Vi trovate in località Col Panigal, a 986 metri di quota.
L’oronimo di questo luogo deriva probabilmente da “collis”, ovvero colle, e “panighial”, gambo di miglio.
Procedendo per 1500 metri in direzione sud-ovest, raggiungiamo la località Stàol de Curàch dove, nelle vicinanze, si trovano due siti archeologici di età romana I-III secolo d.C. e preromana risalente al VI – V secolo a.C.
Nel 2002, a seguito di una segnalazione da parte di agricoltori locali all’Associazione locale ‘’Amici del Museo dell’Alpago’’, ci fu il rinvenimento di una situla bronzea istoriata in località Pian de la Gnela. Con il successivo intervento della Soprintendenza archeologica per il Veneto e il sostegno della Provincia, a partire dal 2003, venne avviata la lunga campagna di scavo con metodo stratigrafico nei due settori rilevati distanti uno dall’altro un centinaio di metri. La ricerca ultimata nel 2012 e sostenuta dalla costante collaborazione tra il Comune di Pieve d’Alpago, l’associazione Amici del Museo, la Fondazione Giovanni Angelini, il Bim Piave, e la Cariverona ha restituito un patrimonio archeologico e un insieme di informazioni di una tale portata “da segnare l’ingresso della necropoli di Pian de la Gnela nel panorama della liturgia funeraria del Veneto preromano’’. I preziosi reperti rinvenuti fanno parte di corredi tombali che possiamo definire ‘unici’. Un reperto in particolare ne definisce l’unicità: la situla bronzea datata VI-V secolo AC. Tale manufatto è arricchito da decorazioni a sbalzo e a cesello che intervallano tre registri figurativi composti da cortei di figure maschili con manto e basco e da scene di amplessi che culminano con la rappresentazione del parto. Quest’ultimo elemento costituisce un unicum per quanto riguarda i ritrovamenti di situle. Il reperto decorativo sembra rimandare ad una committenza di alto rango.
I ritrovamenti di epoca romana sono attualmente esposti presso il Museo di scienze naturali di Chies d’Alpago, mentre quelli riferibili ai Veneti Antichi sono al momento conservati, non esposti, dalla Soprintendenza di Padova.
L’area indagata, subito ricomposta dopo lo scavo, ha ritrovato la pace della faggeta che per secoli ha protetto il tesoro che si auspica possa ritornare presto nel Bellunese.
Nelle vicinanze trovate una modesta costruzione seminterrata di tipo ‘alpino’, utilizzata per immagazzinare fogliame o attrezzatura.
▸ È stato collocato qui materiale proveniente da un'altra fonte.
// Copyright 2022 Webb Technologies Inc.
//
// Licensed under the Apache License, Version 2.0 (the "License");
// you may not use this file except in compliance with the License.
// You may obtain a copy of the License at
//
// http://www.apache.org/licenses/LICENSE-2.0
//
// Unless required by applicable law or agreed to in writing, software
// distributed under the License is distributed on an "AS IS" BASIS,
// WITHOUT WARRANTIES OR CONDITIONS OF ANY KIND, either express or implied.
// See the License for the specific language governing permissions and
// limitations under the License.
//
use std::sync::Arc;

use crate::backend::LeavesSource;
use crate::store::LeafCacheStore;
use crate::types::{Leaf, PoolId};

/// Default number of leaves requested per window.
pub const DEFAULT_PAGE_SIZE: u32 = 512;

/// Fetches the leaves of a pool, window by window.
///
/// Leaves already in the cache are not fetched again: paging starts at the
/// cached length and only the new leaves are requested. The cache is only
/// written once the whole fetch succeeded.
#[derive(Clone)]
pub struct LeafSynchronizer {
    cache: Arc<dyn LeafCacheStore>,
    page_size: u32,
}

impl std::fmt::Debug for LeafSynchronizer {
    fn fmt(&self, f: &mut std::fmt::Formatter<'_>) -> std::fmt::Result {
        f.debug_struct("LeafSynchronizer")
            .field("page_size", &self.page_size)
            .finish()
    }
}

impl LeafSynchronizer {
    /// Creates a synchronizer with the given cache and window size.
    ///
    /// A window size of zero is treated as one.
    pub fn new(cache: Arc<dyn LeafCacheStore>, page_size: u32) -> Self {
        Self {
            cache,
            page_size: page_size.max(1),
        }
    }

    /// The cache shared by this synchronizer.
    pub fn cache(&self) -> &Arc<dyn LeafCacheStore> {
        &self.cache
    }

    /// All leaves of the pool, in insertion order.
    ///
    /// Fails with [`crate::Error::SyncUnavailable`] when the source fails,
    /// in which case nothing fetched so far is kept.
    #[tracing::instrument(skip(self, source), fields(pool = %pool))]
    pub async fn fetch_leaves<S>(
        &self,
        source: &S,
        pool: &PoolId,
    ) -> crate::Result<Vec<Leaf>>
    where
        S: LeavesSource + ?Sized,
    {
        let mut leaves = self.cache.get_leaves(pool)?;
        let start = leaves.len() as u32;
        let fetched = self.fetch_from(source, pool, start).await?;
        if !fetched.is_empty() {
            let indexed: Vec<(u32, Leaf)> = fetched
                .iter()
                .enumerate()
                .map(|(i, leaf)| (start + i as u32, *leaf))
                .collect();
            self.cache.insert_leaves(pool, &indexed)?;
            tracing::event!(
                target: crate::probe::TARGET,
                tracing::Level::DEBUG,
                kind = %crate::probe::Kind::LeavesStore,
                pool = %pool,
                cached = start,
                inserted = fetched.len(),
            );
        }
        leaves.extend(fetched);
        Ok(leaves)
    }

    /// All leaves of the pool as served by a source we do not trust, like a
    /// relayer's leaves cache.
    ///
    /// The leaves are fetched from index zero and never written to the
    /// cache, so the chain stays the only writer of cached leaves.
    #[tracing::instrument(skip(self, source), fields(pool = %pool))]
    pub async fn fetch_uncached<S>(
        &self,
        source: &S,
        pool: &PoolId,
    ) -> crate::Result<Vec<Leaf>>
    where
        S: LeavesSource + ?Sized,
    {
        self.fetch_from(source, pool, 0).await
    }

    async fn fetch_from<S>(
        &self,
        source: &S,
        pool: &PoolId,
        start: u32,
    ) -> crate::Result<Vec<Leaf>>
    where
        S: LeavesSource + ?Sized,
    {
        let mut fetched = Vec::new();
        let mut from = start;
        loop {
            let to = from.saturating_add(self.page_size);
            let page =
                source.get_leaves(pool, from, to).await.map_err(|e| {
                    tracing::warn!("leaves sync of {} failed: {}", pool, e);
                    match e {
                        crate::Error::SyncUnavailable(_) => e,
                        e => crate::Error::SyncUnavailable(e.to_string()),
                    }
                })?;
            let requested = (to - from) as usize;
            if page.len() > requested {
                return Err(crate::Error::SyncUnavailable(format!(
                    "asked for {} leaves of {} but got {}",
                    requested,
                    pool,
                    page.len()
                )));
            }
            tracing::event!(
                target: crate::probe::TARGET,
                tracing::Level::TRACE,
                kind = %crate::probe::Kind::LeavesSync,
                pool = %pool,
                from = from,
                to = to,
                received = page.len(),
            );
            let done = page.len() < requested;
            fetched.extend(page);
            if done || to == u32::MAX {
                break;
            }
            from = to;
        }
        Ok(fetched)
    }
}

/// The index of `target` in the pool leaves.
///
/// A missing leaf usually means the note belongs to another pool.
pub fn locate_leaf_index(leaves: &[Leaf], target: &Leaf) -> crate::Result<u32> {
    leaves
        .iter()
        .position(|leaf| leaf == target)
        .map(|i| i as u32)
        .ok_or(crate::Error::LeafNotFound {
            commitment: *target,
        })
}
La peculiarità di questa costruzione in muratura a secco è di avere tre pareti di pietra, inserite in parte nel pendio del bosco, e la copertura a spiovente che spunta fuori dal terreno.
L’intera area è a bosco ad alto fusto in cui prevale il faggio. Salendo di quota, al limitare del bosco, le pareti rocciose del Col Mat si erigono a formare delle sinuose creste dove si trovano i tipici fiori dell’alta montagna. Tra tutti spicca la regina dei fiori d’alta quota: la stella alpina, la quale, con il suo candore vellutato legato all’adattamento alle alte quote, nel mese di luglio regala incantevoli fioriture. Rara la presenza dal Raponzolo di roccia, che fiorisce tra luglio e agosto lungo le fessure umide delle pareti rocciose calcaree.